According to a press release issued by Adamson and Cleveland, Erin, a third grader, came home from school on the day of the attack and didn’t have any homework. So she asked her father if she could play basketball in her own driveway. As she did, two large pit bulls came into her yard and attacked her.

“They were biting me on my arms and on my ankles,” the attorneys said Erin told the jury. “I was screaming for help.”

The jury heard a 911 tape of part of the incident.

Several neighborhood children said the same dogs that attacked Erin had bit them before. But on March 9, 2010, they were loose and attacked Erin.
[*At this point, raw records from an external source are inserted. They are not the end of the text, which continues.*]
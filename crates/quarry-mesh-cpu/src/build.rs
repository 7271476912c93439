use std::time::Instant;

use quarry_blocks::{BlockRegistry, BlockType};
use quarry_chunk::{CHUNK_SIZE_X, CHUNK_SIZE_Y, CHUNK_SIZE_Z, Chunk, ChunkCoord};

use crate::access::BlockAccess;
use crate::atlas::TextureAtlas;
use crate::face::Face;
use crate::mesh_build::MeshBuild;
use crate::neighbors::NeighborsLoaded;

/// Local-space bounds of the emitted geometry.
#[derive(Clone, Copy, Debug, PartialEq)]
pub struct Aabb {
    pub min: [f32; 3],
    pub max: [f32; 3],
}

impl Aabb {
    fn around_cell(x: i32, y: i32, z: i32) -> Self {
        let min = [x as f32, y as f32, z as f32];
        Self {
            min,
            max: [min[0] + 1.0, min[1] + 1.0, min[2] + 1.0],
        }
    }

    fn union(self, o: Aabb) -> Self {
        Self {
            min: [
                self.min[0].min(o.min[0]),
                self.min[1].min(o.min[1]),
                self.min[2].min(o.min[2]),
            ],
            max: [
                self.max[0].max(o.max[0]),
                self.max[1].max(o.max[1]),
                self.max[2].max(o.max[2]),
            ],
        }
    }
}

/// CPU-side mesh of one chunk. Positions are chunk-local; add `origin` to
/// place it in the world.
#[derive(Clone, Debug)]
pub struct ChunkMesh {
    pub coord: ChunkCoord,
    pub origin: [i64; 3],
    pub face_count: usize,
    pub bbox: Option<Aabb>,
    pub neighbors: NeighborsLoaded,
    pub build: MeshBuild,
}

impl ChunkMesh {
    fn empty(coord: ChunkCoord) -> Self {
        let (x, z) = coord.origin();
        Self {
            coord,
            origin: [x, 0, z],
            face_count: 0,
            bbox: None,
            neighbors: NeighborsLoaded::empty(),
            build: MeshBuild::new(),
        }
    }

    #[inline]
    pub fn vertex_count(&self) -> usize {
        self.build.vertex_count()
    }

    #[inline]
    pub fn index_count(&self) -> usize {
        self.build.index_count()
    }

    #[inline]
    pub fn triangle_count(&self) -> usize {
        self.build.index_count() / 3
    }

    #[inline]
    pub fn is_empty(&self) -> bool {
        self.face_count == 0
    }
}

/// World coordinates of local cell `(x, y, z)` of a chunk at `origin`.
/// `None` when the cell lies past the `i32` world range; nothing is stored there.
#[inline]
fn world_cell(ox: i64, oy: i64, oz: i64, x: i32, y: i32, z: i32) -> Option<(i32, i32, i32)> {
    Some((
        i32::try_from(ox + i64::from(x)).ok()?,
        i32::try_from(oy + i64::from(y)).ok()?,
        i32::try_from(oz + i64::from(z)).ok()?,
    ))
}

/// Meshes `chunk`, emitting a face for every non-air cell whose neighbor on
/// that side is transparent. Neighbors outside the chunk come from `access`.
pub fn build_chunk_mesh<A: BlockAccess + ?Sized>(
    chunk: &Chunk,
    access: &A,
    reg: &BlockRegistry,
    atlas: &TextureAtlas,
) -> ChunkMesh {
    let mut mesh = ChunkMesh::empty(chunk.coord());
    rebuild_chunk_mesh(&mut mesh, chunk, access, reg, atlas);
    mesh
}

/// Like [`build_chunk_mesh`] but refills `mesh` in place, reusing its buffers.
pub fn rebuild_chunk_mesh<A: BlockAccess + ?Sized>(
    mesh: &mut ChunkMesh,
    chunk: &Chunk,
    access: &A,
    reg: &BlockRegistry,
    atlas: &TextureAtlas,
) {
    let t0 = Instant::now();
    let coord = chunk.coord();
    let (ox, oy, oz) = chunk.world_origin();
    mesh.coord = coord;
    mesh.origin = [ox, oy, oz];
    mesh.neighbors = NeighborsLoaded::probe(access, coord);
    mesh.build.clear_keep_capacity();

    let cell = atlas.cell_size();
    let mut faces = 0usize;
    let mut bbox: Option<Aabb> = None;
    for y in 0..CHUNK_SIZE_Y as i32 {
        for z in 0..CHUNK_SIZE_Z as i32 {
            for x in 0..CHUNK_SIZE_X as i32 {
                let ty = chunk.get_block(x, y, z);
                if ty.is_air() {
                    continue;
                }
                let mut emitted = false;
                for face in Face::ALL {
                    let (dx, dy, dz) = face.delta();
                    let (nx, ny, nz) = (x + dx, y + dy, z + dz);
                    let neighbor = if Chunk::in_bounds(nx, ny, nz) {
                        chunk.get_block(nx, ny, nz)
                    } else {
                        world_cell(ox, oy, oz, nx, ny, nz)
                            .map_or(BlockType::AIR, |(wx, wy, wz)| access.block_at(wx, wy, wz))
                    };
                    if !reg.is_transparent(neighbor) {
                        continue;
                    }
                    mesh.build.add_face(
                        face,
                        [x as f32, y as f32, z as f32],
                        atlas.uv_origin(ty, face),
                        cell,
                    );
                    faces += 1;
                    emitted = true;
                }
                if emitted {
                    let b = Aabb::around_cell(x, y, z);
                    bbox = Some(bbox.map_or(b, |acc| acc.union(b)));
                }
            }
        }
    }
    mesh.face_count = faces;
    mesh.bbox = bbox;
    log::debug!(
        target: "perf",
        "ms={} mesh_build chunk=({}, {}) faces={} neighbors={}",
        t0.elapsed().as_millis(),
        coord.cx,
        coord.cz,
        faces,
        mesh.neighbors.count()
    );
}
/// Which texture slot a face samples from.
#[derive(Copy, Clone, Debug, Eq, PartialEq, Hash)]
pub enum FaceRole {
    Top,
    Bottom,
    Side,
}

#[derive(Copy, Clone, Debug, Eq, PartialEq, Hash)]
pub enum Face {
    PosY = 0,
    NegY = 1,
    PosX = 2,
    NegX = 3,
    PosZ = 4,
    NegZ = 5,
}

impl Face {
    pub const ALL: [Face; 6] = [
        Face::PosY,
        Face::NegY,
        Face::PosX,
        Face::NegX,
        Face::PosZ,
        Face::NegZ,
    ];

    /// Returns the `[0..6)` index of this face.
    #[inline]
    pub fn index(self) -> usize {
        self as usize
    }

    /// Converts a face index `[0..6)` back into a `Face` value.
    #[inline]
    pub fn from_index(i: usize) -> Option<Face> {
        Face::ALL.get(i).copied()
    }

    #[inline]
    pub fn normal(self) -> [f32; 3] {
        let (dx, dy, dz) = self.delta();
        [dx as f32, dy as f32, dz as f32]
    }

    /// Integer grid step `(dx, dy, dz)` to the cell this face looks at.
    #[inline]
    pub fn delta(self) -> (i32, i32, i32) {
        match self {
            Face::PosY => (0, 1, 0),
            Face::NegY => (0, -1, 0),
            Face::PosX => (1, 0, 0),
            Face::NegX => (-1, 0, 0),
            Face::PosZ => (0, 0, 1),
            Face::NegZ => (0, 0, -1),
        }
    }

    #[inline]
    pub fn role(self) -> FaceRole {
        match self {
            Face::PosY => FaceRole::Top,
            Face::NegY => FaceRole::Bottom,
            _ => FaceRole::Side,
        }
    }

    #[inline]
    pub fn opposite(self) -> Face {
        match self {
            Face::PosY => Face::NegY,
            Face::NegY => Face::PosY,
            Face::PosX => Face::NegX,
            Face::NegX => Face::PosX,
            Face::PosZ => Face::NegZ,
            Face::NegZ => Face::PosZ,
        }
    }

    /// Unit-cube corner offsets of this face, counter-clockwise seen from
    /// outside the cube. Corners 0 and 1 form the bottom edge of the texture.
    #[inline]
    pub fn corners(self) -> [[f32; 3]; 4] {
        match self {
            Face::PosY => [[0.0, 1.0, 0.0], [0.0, 1.0, 1.0], [1.0, 1.0, 1.0], [1.0, 1.0, 0.0]],
            Face::NegY => [[0.0, 0.0, 1.0], [0.0, 0.0, 0.0], [1.0, 0.0, 0.0], [1.0, 0.0, 1.0]],
            Face::PosX => [[1.0, 0.0, 1.0], [1.0, 0.0, 0.0], [1.0, 1.0, 0.0], [1.0, 1.0, 1.0]],
            Face::NegX => [[0.0, 0.0, 0.0], [0.0, 0.0, 1.0], [0.0, 1.0, 1.0], [0.0, 1.0, 0.0]],
            Face::PosZ => [[0.0, 0.0, 1.0], [1.0, 0.0, 1.0], [1.0, 1.0, 1.0], [0.0, 1.0, 1.0]],
            Face::NegZ => [[1.0, 0.0, 0.0], [0.0, 0.0, 0.0], [0.0, 1.0, 0.0], [1.0, 1.0, 0.0]],
        }
    }
}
A surgeon had to remove part of one of her arms, and her other arm is disfigured. Her ankles are also scarred from the attack.

Vaughn said the dogs broke out of the kennel when she wasn't home. She was found guilty on six misdemeanor counts, including reckless conduct and owning a vicious dog.

Vaughn apologized to the family.

“I’m just very, very sorry that it all happened and I just want to express that to the family,” Vaughn said in 2010. “I hope Erin’s doing well. I really do.”

The attorneys said in a statement that the dogs dragged Erin from her driveway into the street. A woman drove up on the scene and saw her lying in the road and thought Erin had been hit by a car, they said. But then she saw the dogs tearing at Erin’s arms.

The woman called 911 while the dogs continued attacking her and Erin cried for help and called out for her mother.

When DeKalb police Sgt. R.B. Peeler arrived at the scene, he found the dogs still hadn’t released Erin, and so he didn’t want to discharge his gun, the attorneys said.

So, he used his baton to hit the larger dog in the head. The dog didn’t move, but Peeler stood over Erin and fought off the dogs to separate them.

One dog jumped at Peeler and he shot it. The other, a pit bull mix, was later captured and euthanized.

At the hospital, doctors spent 18 hours trying to save Erin’s arms. They used veins from her legs to save her right arm, but the left arm had to be amputated just below her elbow. She wears a prosthetic and has endured many surgeries and physical therapy. She will need more surgeries, the attorneys said.

In 2012, nearly two years after two pit bulls attacked her, Erin told a jury she still had nightmares.

“It’s like my other arm is getting bitten off by other animals,” she said. “It’s like it happens again.”